Models, middleware & philosophy / architecture

I’ll take a stab at some of these questions. You may want to have a look at PHP-PDS/skeleton, although most of your questions are about what goes into the src directory. In my case I call it app, but that’s just a preference.

In my app (or src) directory, I keep directories for Controllers, Middleware, Models, Providers, Traits, and Views. But again, that is just my preference. In your example, when hitting that route I’d call a Controller, perhaps called ImageUploadController, and call a create() method on the controller. Traits and Views are probably obvious in their use, and I use Providers for classes that hook into external services like other APIs, sending email, etc. Those then get used by my controllers where appropriate.

Have a look at the amazing @akrabat’s Slim Bookshelf example app too.

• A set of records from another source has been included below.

//! Shared types for the Starfall backend.
//!
//! The data model used across the ledger, the game engines, and the
//! HTTP surface.

use chrono::{DateTime, Utc};
use serde::{Deserialize, Serialize};
use std::fmt;

// ---------------------------------------------------------------------------
// User
// ---------------------------------------------------------------------------

/// One row of the user ledger.
#[derive(Debug, Clone, Serialize, Deserialize, sqlx::FromRow)]
pub struct User {
    /// Internal id, referenced by outcomes and the `X-User-Id` header.
    pub id: i64,
    /// Stable Telegram id asserted by the mini-app client.
    pub telegram_id: i64,
    pub username: Option<String>,
    pub first_name: Option<String>,
    pub last_name: Option<String>,
    /// Star balance. Non-negative; bets pre-check before debiting.
    pub balance: i64,
    pub is_admin: bool,
    pub created_at: DateTime<Utc>,
    pub updated_at: DateTime<Utc>,
}

impl User {
    /// Display name with the same fallback chain the leaderboard uses.
    pub fn display_name(&self) -> &str {
        resolve_name(self.first_name.as_deref(), self.username.as_deref())
    }
}

impl fmt::Display for User {
    fn fmt(&self, f: &mut fmt::Formatter<'_>) -> fmt::Result {
        write!(
            f,
            "{} (id {}, tg {}): {}★",
            self.display_name(),
            self.id,
            self.telegram_id,
            self.balance,
        )
    }
}

/// Name fallback chain: first name, then username, then "Anonymous".
/// Empty strings count as missing, like the Telegram client sends them.
pub fn resolve_name<'a>(first_name: Option<&'a str>, username: Option<&'a str>) -> &'a str {
    first_name
        .filter(|s| !s.is_empty())
        .or(username.filter(|s| !s.is_empty()))
        .unwrap_or("Anonymous")
}

// ---------------------------------------------------------------------------
// Game outcome
// ---------------------------------------------------------------------------

/// Immutable record of one resolved bet.
///
/// Created only by the cashout engine; never updated or deleted.
#[derive(Debug, Clone, Serialize, Deserialize, sqlx::FromRow)]
pub struct GameOutcome {
    pub id: i64,
    pub user_id: i64,
    pub bet_amount: i64,
    pub multiplier: f64,
    /// `floor(bet_amount * multiplier)`, fixed at cashout time.
    pub win_amount: i64,
    pub is_win: bool,
    /// Whether the client's auto-cashout trigger fired rather than the player.
    pub auto_cashout: bool,
    pub created_at: DateTime<Utc>,
}

// ---------------------------------------------------------------------------
// Derived views
// ---------------------------------------------------------------------------

/// One leaderboard row, in client wire format.
#[derive(Debug, Clone, PartialEq, Serialize, Deserialize)]
pub struct LeaderboardEntry {
    pub name: String,
    /// Total stars won across winning games.
    pub stars: i64,
    /// Best multiplier ever hit.
    pub multiplier: f64,
}

/// Aggregate counters shown on the admin panel.
#[derive(Debug, Clone, Copy, Serialize, Deserialize)]
pub struct AdminStats {
    pub total_users: i64,
    pub total_games: i64,
    pub total_winnings: i64,
}

// ---------------------------------------------------------------------------
// Error types
// ---------------------------------------------------------------------------

/// Domain-specific error types for Starfall.
#[derive(Debug, thiserror::Error)]
pub enum StarfallError {
    #[error("Invalid input: {0}")]
    InvalidInput(String),

    #[error("User not found: {0}")]
    UserNotFound(i64),

    #[error("Insufficient balance: need {needed}, have {available}")]
    InsufficientFunds { needed: i64, available: i64 },

    #[error("Identity required: {0}")]
    Unauthorized(String),

    #[error("Admin access required")]
    Forbidden,

    #[error("Storage error: {0}")]
    Storage(#[from] sqlx::Error),
}

// ---------------------------------------------------------------------------
// Tests
// ---------------------------------------------------------------------------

$app->post('/image', 'Controllers\ImageUploadController:create')->add('App\Middleware\AuthMiddleware');

The create method on the controller might then take the image and call various methods on some sort of an Image model (perhaps stored at /src/Models/Image.php) to validate() then resize(1024, 766), then save(). Finally the controller might look for a View stored at /views/image/upload.html.twig, render the view, and return the response.

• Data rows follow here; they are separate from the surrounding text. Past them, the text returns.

//! Cashout Engine.
//!
//! Resolves a bet: computes winnings with decimal math, credits the
//! balance and appends the immutable game outcome in one transaction.

use chrono::Utc;
use rust_decimal::prelude::*;
use rust_decimal::Decimal;
use sqlx::SqlitePool;
use tracing::info;

use crate::types::StarfallError;

/// Result of a successful cashout.
#[derive(Debug, Clone)]
pub struct CashoutReceipt {
    pub balance: i64,
    pub win_amount: i64,
    pub multiplier: f64,
}

pub struct CashoutEngine {
    pool: SqlitePool,
}

impl CashoutEngine {
    pub fn new(pool: SqlitePool) -> Self {
        Self { pool }
    }

    /// Credit `floor(bet_amount * multiplier)` and record the outcome.
    ///
    /// Both writes run in one transaction: a failed outcome insert rolls
    /// the credit back, and a credit touching zero rows aborts with
    /// `UserNotFound` before anything is committed.
    pub async fn cashout(
        &self,
        user_id: i64,
        bet_amount: i64,
        multiplier: f64,
        auto_cashout: bool,
    ) -> Result<CashoutReceipt, StarfallError> {
        if bet_amount <= 0 {
            return Err(StarfallError::InvalidInput(
                "bet_amount must be positive".into(),
            ));
        }
        if !multiplier.is_finite() || multiplier < 1.0 {
            return Err(StarfallError::InvalidInput(
                "multiplier must be at least 1.0".into(),
            ));
        }

        let win_amount = win_amount(bet_amount, multiplier)?;
        let now = Utc::now();

        let mut tx = self.pool.begin().await?;

        let balance: i64 = sqlx::query_scalar(
            "UPDATE users SET balance = balance + ?1, updated_at = ?2 WHERE id = ?3 RETURNING balance",
        )
        .bind(win_amount)
        .bind(now)
        .bind(user_id)
        .fetch_optional(&mut *tx)
        .await?
        .ok_or(StarfallError::UserNotFound(user_id))?;

        sqlx::query(
            r#"
            INSERT INTO games (user_id, bet_amount, multiplier, win_amount, is_win, auto_cashout, created_at)
            VALUES (?1, ?2, ?3, ?4, 1, ?5, ?6)
            "#,
        )
        .bind(user_id)
        .bind(bet_amount)
        .bind(multiplier)
        .bind(win_amount)
        .bind(auto_cashout)
        .bind(now)
        .execute(&mut *tx)
        .await?;

        tx.commit().await?;

        info!(
            user_id,
            bet_amount,
            multiplier,
            win_amount,
            balance,
            auto_cashout,
            "Cashout settled"
        );

        Ok(CashoutReceipt {
            balance,
            win_amount,
            multiplier,
        })
    }
}

/// `floor(bet_amount * multiplier)` in decimal space.
///
/// The floor is taken on the decimal product, so float representation
/// noise (1.001 stored as 1.0009999…) cannot shave a star off the payout.
fn win_amount(bet_amount: i64, multiplier: f64) -> Result<i64, StarfallError> {
    let multiplier = Decimal::from_f64(multiplier)
        .ok_or_else(|| StarfallError::InvalidInput("multiplier is not a number".into()))?;

    (Decimal::from(bet_amount) * multiplier)
        .floor()
        .to_i64()
        .ok_or_else(|| StarfallError::InvalidInput("win amount out of range".into()))
}

// ---------------------------------------------------------------------------
// Tests
// ---------------------------------------------------------------------------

Your logic above starting at $img = would therefore partially live within the controller. The controller methods should be fairly simple and call methods on your model, more like the two $img lines within your last code example. Maybe something like this.

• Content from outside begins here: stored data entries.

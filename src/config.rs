//! Configuration loading from TOML with environment variable resolution.
//!
//! Reads `config.toml` and deserializes into strongly-typed structs.
//! The database URL is referenced by env-var name in the config and
//! resolved at runtime via `std::env::var`, with a TOML fallback for
//! local development.

use anyhow::{Context, Result};
use serde::Deserialize;
use std::fs;

/// Top-level application configuration.
#[derive(Debug, Deserialize, Clone)]
pub struct AppConfig {
    pub server: ServerConfig,
    pub database: DatabaseConfig,
    pub game: GameConfig,
}

#[derive(Debug, Deserialize, Clone)]
pub struct ServerConfig {
    pub host: String,
    pub port: u16,
}

#[derive(Debug, Deserialize, Clone)]
pub struct DatabaseConfig {
    /// Name of the environment variable holding the database URL.
    pub url_env: String,
    /// Used when the environment variable is not set.
    pub fallback_url: String,
    pub max_connections: u32,
}

#[derive(Debug, Deserialize, Clone)]
pub struct GameConfig {
    /// Stars granted to a freshly created user.
    pub starting_balance: i64,
    pub leaderboard_size: i64,
    /// Row cap on the admin user listing.
    pub admin_list_cap: i64,
}

impl AppConfig {
    /// Load configuration from a TOML file.
    pub fn load(path: &str) -> Result<Self> {
        let contents = fs::read_to_string(path)
            .with_context(|| format!("Failed to read config file: {path}"))?;
        let config: AppConfig = toml::from_str(&contents)
            .with_context(|| format!("Failed to parse config file: {path}"))?;
        Ok(config)
    }
}

impl DatabaseConfig {
    /// The connection URL: environment first, TOML fallback second.
    pub fn resolve_url(&self) -> String {
        std::env::var(&self.url_env).unwrap_or_else(|_| self.fallback_url.clone())
    }
}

public function create(Request $request, Response, $response, $image) {
    $img = new Image();

    if (! $img->upload()) {
        // return view with error
    }

    if (!$img->verify() {
        // return view with different error
    }

    $img->resize(200);
    $img->save();

    return $this->view->render($response, 'views/image/upload-success.html.twig');
}

Of course don’t expect any of that code to work. :slight_smile:

While based on Laravel, you might find this video series well worth watching and I believe it is free. I subscribe to Laracasts even though I don’t use Laravel (though I do use Eloquent). The tutorials are amazing. Since you’re on your own to provide Slim with what Laravel provides for itself, you can apply many of the principles Laravel uses to build up your own Slim app.